[Records from a dataset]
*****

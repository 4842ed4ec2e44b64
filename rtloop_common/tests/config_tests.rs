//! Config loading tests.
//!
//! Loads complete thread / session / process configuration files the way
//! an application does, and checks that invalid values are reported by
//! `validate()` rather than at parse time.

use rtloop_common::prelude::*;
use serde::Deserialize;
use std::fs;
use std::path::Path;
use tempfile::TempDir;

#[derive(Debug, Deserialize)]
struct AppFile {
    shared: SharedConfig,
    #[serde(default)]
    process: ProcessRtConfig,
    #[serde(default)]
    session: TraceSessionParams,
    threads: Vec<ThreadEntry>,
}

#[derive(Debug, Deserialize)]
struct ThreadEntry {
    name: String,
    #[serde(flatten)]
    cyclic: CyclicConfig,
}

fn write_app_toml(dir: &Path, body: &str) -> std::path::PathBuf {
    let path = dir.join("app.toml");
    fs::write(&path, body).unwrap();
    path
}

// ─── Tests ──────────────────────────────────────────────────────────

#[test]
fn load_two_thread_app() {
    let tmp = TempDir::new().unwrap();
    let path = write_app_toml(
        tmp.path(),
        r#"
[shared]
app_name = "two-loops"

[process]
lock_all_memory = true

[session]
flush_period_ms = 50

[[threads]]
name = "fast"
period_ns = 1000000
policy = "realtime_fixed_priority"
priority = 80
cpu_affinity = [2]

[[threads]]
name = "slow"
period_ns = 5000000

[threads.tracer]
trace_sleep = true
"#,
    );

    let app = AppFile::load(&path).expect("should load");
    app.shared.validate().unwrap();
    assert!(app.process.lock_all_memory);
    assert_eq!(app.session.flush_period_ms, 50);
    assert_eq!(
        app.session.file_write_period_ms,
        TraceSessionParams::default().file_write_period_ms
    );

    assert_eq!(app.threads.len(), 2);
    let fast = &app.threads[0];
    assert_eq!(fast.name, "fast");
    assert_eq!(fast.cyclic.period_ns, 1_000_000);
    assert!(fast.cyclic.sched.is_realtime());
    assert_eq!(fast.cyclic.sched.cpu_affinity.as_slice(), &[2]);
    fast.cyclic.validate().unwrap();

    let slow = &app.threads[1];
    assert_eq!(slow.cyclic.sched.policy, SchedPolicy::BestEffort);
    assert!(slow.cyclic.tracer.trace_sleep);
    slow.cyclic.validate().unwrap();
}

#[test]
fn invalid_values_parse_but_fail_validation() {
    let tmp = TempDir::new().unwrap();
    let path = write_app_toml(
        tmp.path(),
        r#"
[shared]
app_name = "bad"

[[threads]]
name = "zero-period"
period_ns = 0

[[threads]]
name = "bad-priority"
policy = "realtime_fixed_priority"
priority = 120
"#,
    );

    let app = AppFile::load(&path).expect("should parse");
    for thread in &app.threads {
        let err = thread.cyclic.validate().unwrap_err();
        assert!(
            matches!(err, RtError::Configuration(_)),
            "{}: {err}",
            thread.name
        );
    }
}

#[test]
fn unknown_policy_is_a_parse_error() {
    let tmp = TempDir::new().unwrap();
    let path = write_app_toml(
        tmp.path(),
        r#"
[shared]
app_name = "x"

[[threads]]
name = "rr"
policy = "round_robin"
"#,
    );

    assert!(matches!(
        AppFile::load(&path),
        Err(ConfigError::ParseError(_))
    ));
}

#[test]
fn missing_file_is_reported() {
    let tmp = TempDir::new().unwrap();
    assert!(matches!(
        AppFile::load(&tmp.path().join("missing.toml")),
        Err(ConfigError::FileNotFound)
    ));
}
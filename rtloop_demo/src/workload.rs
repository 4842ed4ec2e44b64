//! Synthetic cyclic workload.

use rtloop::cyclic::{CycleContext, CyclicTask};
use std::sync::Arc;
use std::sync::atomic::{AtomicU64, Ordering};
use std::time::{Duration, Instant};

/// Span recorded around the busy-wait of every iteration.
pub const SPAN_COMPUTE: &str = "Compute";

/// Busy-waits a fixed time per period and counts late wakeups.
pub struct BusyWork {
    work: Duration,
    max_iterations: Option<u64>,
    late_threshold_ns: i64,
    late_wakeups: Arc<AtomicU64>,
    checksum: u64,
}

impl BusyWork {
    /// `work_us` of spinning per iteration. A wakeup later than half a
    /// period counts as late.
    pub fn new(work_us: u64, max_iterations: Option<u64>, period_ns: i64) -> Self {
        Self {
            work: Duration::from_micros(work_us),
            max_iterations,
            late_threshold_ns: period_ns / 2,
            late_wakeups: Arc::new(AtomicU64::new(0)),
            checksum: 0,
        }
    }

    /// Shared counter of late wakeups.
    pub fn late_wakeups(&self) -> Arc<AtomicU64> {
        Arc::clone(&self.late_wakeups)
    }
}

impl CyclicTask for BusyWork {
    fn run_loop(&mut self, ctx: &CycleContext<'_>, elapsed_ns: i64) -> bool {
        {
            let _span = ctx.span(SPAN_COMPUTE);
            let until = Instant::now() + self.work;
            while Instant::now() < until {
                self.checksum = self
                    .checksum
                    .wrapping_mul(6364136223846793005)
                    .wrapping_add(elapsed_ns as u64);
            }
        }
        std::hint::black_box(self.checksum);

        match self.max_iterations {
            Some(max) => ctx.iteration() + 1 >= max,
            None => false,
        }
    }

    fn track_latency(&mut self, wakeup_latency_ns: i64, _loop_latency_ns: i64) {
        if wakeup_latency_ns > self.late_threshold_ns {
            self.late_wakeups.fetch_add(1, Ordering::Relaxed);
        }
    }
}
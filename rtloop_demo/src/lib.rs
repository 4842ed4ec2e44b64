//! # rtloop demo runner
//!
//! Builds an [`rtloop::app::App`] from a TOML file: one cyclic thread per
//! `[[threads]]` entry, each running a synthetic busy-wait workload, with an
//! optional trace session.
//!
//! ## Module Structure
//!
//! - [`config`] - `DemoConfig` file format and validation
//! - [`workload`] - The synthetic cyclic task
//! - [`runner`] - App assembly and the latency report

pub mod config;
pub mod runner;
pub mod workload;

use thiserror::Error;

/// Errors surfaced by the demo runner.
#[derive(Debug, Error)]
pub enum DemoError {
    /// The config file could not be loaded or failed validation.
    #[error(transparent)]
    Config(#[from] rtloop_common::config::ConfigError),

    /// The runtime refused to build, start or join the app.
    #[error(transparent)]
    Runtime(#[from] rtloop_common::error::RtError),
}
//! OS-level real-time setup.
//!
//! ## Thread Setup Sequence
//! Runs on the new thread, before its body:
//! 1. `mlockall(MCL_CURRENT | MCL_FUTURE)` and prefault stack pages (if `lock_memory`).
//! 2. `sched_setaffinity` — pin to the configured CPUs (if any).
//! 3. `pthread_setschedparam` — `SCHED_FIFO` at the configured priority,
//!    or `SCHED_OTHER` for best-effort threads.
//!
//! ## Process Preconditions
//! Applied once per process by the app, before any thread starts:
//! `mlockall` for the whole process and glibc heap pinning
//! (`M_TRIM_THRESHOLD = -1`, `M_MMAP_MAX = 0`).
//!
//! Every refusal is returned as `RtError::Scheduling`. Nothing is
//! silently downgraded.

use nix::sched::{CpuSet, sched_setaffinity};
use nix::sys::mman::{MlockAllFlags, mlockall};
use nix::unistd::Pid;
use rtloop_common::config::ProcessRtConfig;
use rtloop_common::error::{RtError, RtResult};
use rtloop_common::sched::{SchedPolicy, SchedulingConfig};
use std::sync::atomic::{AtomicBool, Ordering};
use tracing::{debug, info};

/// Size of one prefault stack frame [KiB].
const PREFAULT_CHUNK_KB: usize = 64;

static PROCESS_PRECONDITIONS_APPLIED: AtomicBool = AtomicBool::new(false);

/// Apply a thread's scheduling configuration to the calling thread.
pub fn apply_thread_scheduling(name: &str, config: &SchedulingConfig) -> RtResult<()> {
    if config.lock_memory {
        lock_memory(name)?;
        prefault_stack(config.stack_prefault_kb);
    }

    if !config.cpu_affinity.is_empty() {
        set_affinity(name, &config.cpu_affinity)?;
    }

    set_scheduler(name, config.policy, config.priority)?;

    debug!(
        thread = name,
        policy = ?config.policy,
        priority = config.priority,
        cpus = ?config.cpu_affinity.as_slice(),
        lock_memory = config.lock_memory,
        "scheduling applied"
    );
    Ok(())
}

/// Apply process-wide RT preconditions.
///
/// Only the first successful call in a process has an effect; later
/// calls return `Ok(false)`.
pub fn apply_process_preconditions(config: &ProcessRtConfig) -> RtResult<bool> {
    if PROCESS_PRECONDITIONS_APPLIED.load(Ordering::Acquire) {
        debug!("process RT preconditions already applied");
        return Ok(false);
    }

    if config.disable_heap_trim {
        disable_heap_trim()?;
    }
    if config.lock_all_memory {
        lock_memory("process")?;
    }

    PROCESS_PRECONDITIONS_APPLIED.store(true, Ordering::Release);
    info!(
        lock_all_memory = config.lock_all_memory,
        disable_heap_trim = config.disable_heap_trim,
        "process RT preconditions applied"
    );
    Ok(true)
}

/// Lock all current and future memory pages (prevent page faults in RT loops).
fn lock_memory(target: &str) -> RtResult<()> {
    mlockall(MlockAllFlags::MCL_CURRENT | MlockAllFlags::MCL_FUTURE)
        .map_err(|e| RtError::scheduling(target, format!("mlockall failed: {e}")))
}

/// Prefault `kb` KiB of the calling thread's stack.
///
/// Touches the stack in 64 KiB frames so the pages are resident (and
/// locked, once `mlockall(MCL_FUTURE)` is in effect) before the loop runs.
pub fn prefault_stack(kb: usize) {
    if kb > 0 {
        touch_stack_frames(kb.div_ceil(PREFAULT_CHUNK_KB));
    }
}

#[inline(never)]
fn touch_stack_frames(frames: usize) {
    let mut buf = [0u8; PREFAULT_CHUNK_KB * 1024];
    for byte in buf.iter_mut() {
        // SAFETY: `byte` is a valid exclusive reference into a local array.
        unsafe { core::ptr::write_volatile(byte, 0xFF) };
    }
    core::hint::black_box(&buf);
    if frames > 1 {
        touch_stack_frames(frames - 1);
    }
}

/// Pin the calling thread to `cpus`.
fn set_affinity(name: &str, cpus: &[usize]) -> RtResult<()> {
    let mut cpuset = CpuSet::new();
    for &cpu in cpus {
        cpuset
            .set(cpu)
            .map_err(|e| RtError::scheduling(name, format!("CpuSet::set({cpu}) failed: {e}")))?;
    }
    sched_setaffinity(Pid::from_raw(0), &cpuset).map_err(|e| {
        RtError::scheduling(name, format!("sched_setaffinity({cpus:?}) failed: {e}"))
    })
}

/// Set the scheduling policy of the calling thread.
fn set_scheduler(name: &str, policy: SchedPolicy, priority: i32) -> RtResult<()> {
    let (os_policy, os_priority, label) = match policy {
        SchedPolicy::RealtimeFixedPriority => (libc::SCHED_FIFO, priority, "SCHED_FIFO"),
        SchedPolicy::BestEffort => (libc::SCHED_OTHER, 0, "SCHED_OTHER"),
    };
    let param = libc::sched_param {
        sched_priority: os_priority,
    };
    // SAFETY: `pthread_self()` is always a valid handle for the calling thread
    // and `param` outlives the call.
    let ret = unsafe { libc::pthread_setschedparam(libc::pthread_self(), os_policy, &param) };
    if ret != 0 {
        let err = std::io::Error::from_raw_os_error(ret);
        return Err(RtError::scheduling(
            name,
            format!("pthread_setschedparam({label}, {os_priority}) failed: {err}"),
        ));
    }
    Ok(())
}

/// Keep freed heap memory mapped and serve large allocations from the heap.
#[cfg(all(target_os = "linux", target_env = "gnu"))]
fn disable_heap_trim() -> RtResult<()> {
    // SAFETY: mallopt only updates allocator tunables.
    let trim_ok = unsafe { libc::mallopt(libc::M_TRIM_THRESHOLD, -1) } == 1;
    // SAFETY: as above.
    let mmap_ok = unsafe { libc::mallopt(libc::M_MMAP_MAX, 0) } == 1;
    if !(trim_ok && mmap_ok) {
        return Err(RtError::scheduling(
            "process",
            "mallopt(M_TRIM_THRESHOLD / M_MMAP_MAX) rejected",
        ));
    }
    Ok(())
}

#[cfg(not(all(target_os = "linux", target_env = "gnu")))]
fn disable_heap_trim() -> RtResult<()> {
    Ok(()) // Only glibc exposes these tunables.
}

/// Kernel thread id of the calling thread.
#[inline]
pub fn current_tid() -> i32 {
    nix::unistd::gettid().as_raw()
}

/// `true` if the calling thread runs under `SCHED_FIFO` or `SCHED_RR`.
pub fn current_policy_is_realtime() -> bool {
    // SAFETY: sched_getscheduler(0) only queries the calling thread.
    let policy = unsafe { libc::sched_getscheduler(0) };
    policy == libc::SCHED_FIFO || policy == libc::SCHED_RR
}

*****

PROMPT
The word to look for is "hint"; copy out every line of the entries that holds it.

RESPONSE FOR THIS EXERCISE
        std::hint::black_box(self.checksum);
    core::hint::black_box(&buf);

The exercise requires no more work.